Filter the entries, keeping every line with the word "Debug".

-*-

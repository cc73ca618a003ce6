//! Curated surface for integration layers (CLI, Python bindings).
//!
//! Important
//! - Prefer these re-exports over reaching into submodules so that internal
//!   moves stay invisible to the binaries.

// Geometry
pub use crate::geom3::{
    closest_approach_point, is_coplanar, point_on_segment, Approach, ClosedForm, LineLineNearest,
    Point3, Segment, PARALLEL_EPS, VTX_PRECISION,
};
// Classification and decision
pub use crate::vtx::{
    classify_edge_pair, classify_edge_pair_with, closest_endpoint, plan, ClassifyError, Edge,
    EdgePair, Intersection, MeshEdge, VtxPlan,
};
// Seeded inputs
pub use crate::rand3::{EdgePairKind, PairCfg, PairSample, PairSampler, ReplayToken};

-*-

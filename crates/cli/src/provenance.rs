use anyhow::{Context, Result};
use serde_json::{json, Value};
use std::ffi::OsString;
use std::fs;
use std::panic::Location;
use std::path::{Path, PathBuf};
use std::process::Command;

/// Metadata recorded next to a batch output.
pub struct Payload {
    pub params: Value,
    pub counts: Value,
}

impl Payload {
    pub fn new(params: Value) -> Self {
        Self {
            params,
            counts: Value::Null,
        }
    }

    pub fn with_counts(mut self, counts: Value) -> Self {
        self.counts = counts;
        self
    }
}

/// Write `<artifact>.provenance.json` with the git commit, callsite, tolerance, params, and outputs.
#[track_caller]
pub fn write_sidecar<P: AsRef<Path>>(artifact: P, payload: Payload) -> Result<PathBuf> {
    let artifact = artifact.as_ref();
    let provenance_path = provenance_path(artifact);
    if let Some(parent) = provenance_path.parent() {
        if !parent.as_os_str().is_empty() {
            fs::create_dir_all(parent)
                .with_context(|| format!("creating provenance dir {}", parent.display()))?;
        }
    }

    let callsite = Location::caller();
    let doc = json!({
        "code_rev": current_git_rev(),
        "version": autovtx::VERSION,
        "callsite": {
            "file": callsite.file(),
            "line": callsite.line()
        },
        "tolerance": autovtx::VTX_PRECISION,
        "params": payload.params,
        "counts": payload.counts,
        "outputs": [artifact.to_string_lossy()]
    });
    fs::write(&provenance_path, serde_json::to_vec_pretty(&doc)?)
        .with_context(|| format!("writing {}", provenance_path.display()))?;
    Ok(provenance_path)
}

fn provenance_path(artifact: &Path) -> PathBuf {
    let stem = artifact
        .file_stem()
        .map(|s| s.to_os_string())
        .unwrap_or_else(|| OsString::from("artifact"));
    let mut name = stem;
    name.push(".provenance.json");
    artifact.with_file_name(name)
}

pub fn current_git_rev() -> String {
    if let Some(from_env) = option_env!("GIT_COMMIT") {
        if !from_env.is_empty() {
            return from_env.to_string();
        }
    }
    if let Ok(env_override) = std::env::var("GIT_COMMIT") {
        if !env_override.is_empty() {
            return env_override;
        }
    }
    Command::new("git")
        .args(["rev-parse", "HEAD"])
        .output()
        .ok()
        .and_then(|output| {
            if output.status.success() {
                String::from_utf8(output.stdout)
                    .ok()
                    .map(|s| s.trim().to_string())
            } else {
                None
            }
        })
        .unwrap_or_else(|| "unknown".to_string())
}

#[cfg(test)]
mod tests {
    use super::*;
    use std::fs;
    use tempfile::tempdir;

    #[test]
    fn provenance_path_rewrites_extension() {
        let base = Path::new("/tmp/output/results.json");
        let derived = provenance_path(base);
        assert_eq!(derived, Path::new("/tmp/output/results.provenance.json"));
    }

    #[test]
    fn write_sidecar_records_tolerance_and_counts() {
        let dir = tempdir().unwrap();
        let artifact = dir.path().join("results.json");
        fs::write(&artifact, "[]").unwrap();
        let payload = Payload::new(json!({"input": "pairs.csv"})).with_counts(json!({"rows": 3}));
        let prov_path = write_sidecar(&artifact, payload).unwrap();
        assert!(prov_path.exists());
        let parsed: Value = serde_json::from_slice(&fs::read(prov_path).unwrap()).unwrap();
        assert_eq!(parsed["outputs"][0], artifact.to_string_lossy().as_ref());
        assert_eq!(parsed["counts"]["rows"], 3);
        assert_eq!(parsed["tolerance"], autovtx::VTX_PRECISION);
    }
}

-*-

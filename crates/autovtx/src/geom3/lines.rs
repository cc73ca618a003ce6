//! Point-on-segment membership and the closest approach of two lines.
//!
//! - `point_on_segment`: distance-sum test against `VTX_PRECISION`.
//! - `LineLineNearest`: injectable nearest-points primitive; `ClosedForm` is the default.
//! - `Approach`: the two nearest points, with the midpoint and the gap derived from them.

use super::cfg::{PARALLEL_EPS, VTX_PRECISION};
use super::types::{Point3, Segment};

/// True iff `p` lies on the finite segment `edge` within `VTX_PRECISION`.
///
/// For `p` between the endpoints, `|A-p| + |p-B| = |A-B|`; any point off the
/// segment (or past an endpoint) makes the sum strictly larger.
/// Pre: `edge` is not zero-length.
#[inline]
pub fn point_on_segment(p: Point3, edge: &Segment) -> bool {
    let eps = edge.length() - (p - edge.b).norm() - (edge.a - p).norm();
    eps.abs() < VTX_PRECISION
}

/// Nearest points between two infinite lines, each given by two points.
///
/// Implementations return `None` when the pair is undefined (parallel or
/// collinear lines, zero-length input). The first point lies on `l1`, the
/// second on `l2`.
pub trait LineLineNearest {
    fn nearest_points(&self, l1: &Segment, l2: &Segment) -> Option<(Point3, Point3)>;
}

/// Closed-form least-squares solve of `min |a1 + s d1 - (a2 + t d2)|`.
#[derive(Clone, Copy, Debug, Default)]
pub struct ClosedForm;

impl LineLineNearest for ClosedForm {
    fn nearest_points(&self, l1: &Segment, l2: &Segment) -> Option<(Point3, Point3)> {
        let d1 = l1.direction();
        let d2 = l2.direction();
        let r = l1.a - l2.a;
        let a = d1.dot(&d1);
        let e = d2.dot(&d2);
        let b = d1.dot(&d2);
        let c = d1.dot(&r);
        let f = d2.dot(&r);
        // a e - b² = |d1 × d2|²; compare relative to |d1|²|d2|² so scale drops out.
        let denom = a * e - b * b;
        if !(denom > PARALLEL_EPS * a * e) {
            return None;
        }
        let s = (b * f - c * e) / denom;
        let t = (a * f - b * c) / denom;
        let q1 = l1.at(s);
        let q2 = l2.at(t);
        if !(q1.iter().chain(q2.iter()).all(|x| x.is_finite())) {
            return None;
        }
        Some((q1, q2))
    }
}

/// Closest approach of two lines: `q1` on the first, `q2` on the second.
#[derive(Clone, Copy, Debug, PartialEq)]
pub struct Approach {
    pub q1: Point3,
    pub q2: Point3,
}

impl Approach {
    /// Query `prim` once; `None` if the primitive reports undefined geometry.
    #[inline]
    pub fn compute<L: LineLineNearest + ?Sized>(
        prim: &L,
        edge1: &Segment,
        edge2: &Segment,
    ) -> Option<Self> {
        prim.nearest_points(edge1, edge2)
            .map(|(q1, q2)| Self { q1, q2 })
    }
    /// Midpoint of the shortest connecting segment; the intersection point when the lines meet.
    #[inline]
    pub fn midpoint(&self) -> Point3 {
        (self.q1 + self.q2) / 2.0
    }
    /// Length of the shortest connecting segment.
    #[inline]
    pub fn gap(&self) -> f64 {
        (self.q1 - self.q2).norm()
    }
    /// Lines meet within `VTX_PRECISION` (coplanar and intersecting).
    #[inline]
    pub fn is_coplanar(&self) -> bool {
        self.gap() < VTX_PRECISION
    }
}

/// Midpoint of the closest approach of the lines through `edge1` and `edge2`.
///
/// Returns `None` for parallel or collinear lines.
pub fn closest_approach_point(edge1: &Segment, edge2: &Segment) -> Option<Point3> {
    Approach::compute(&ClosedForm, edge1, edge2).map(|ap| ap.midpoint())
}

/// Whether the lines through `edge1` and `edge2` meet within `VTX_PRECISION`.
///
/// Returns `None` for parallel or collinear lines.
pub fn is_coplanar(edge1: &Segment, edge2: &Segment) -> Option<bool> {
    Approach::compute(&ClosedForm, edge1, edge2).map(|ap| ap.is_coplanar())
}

-*-

* _Response_:
#[derive(Clone, Copy, Debug, Default)]
#[derive(Clone, Copy, Debug, PartialEq)]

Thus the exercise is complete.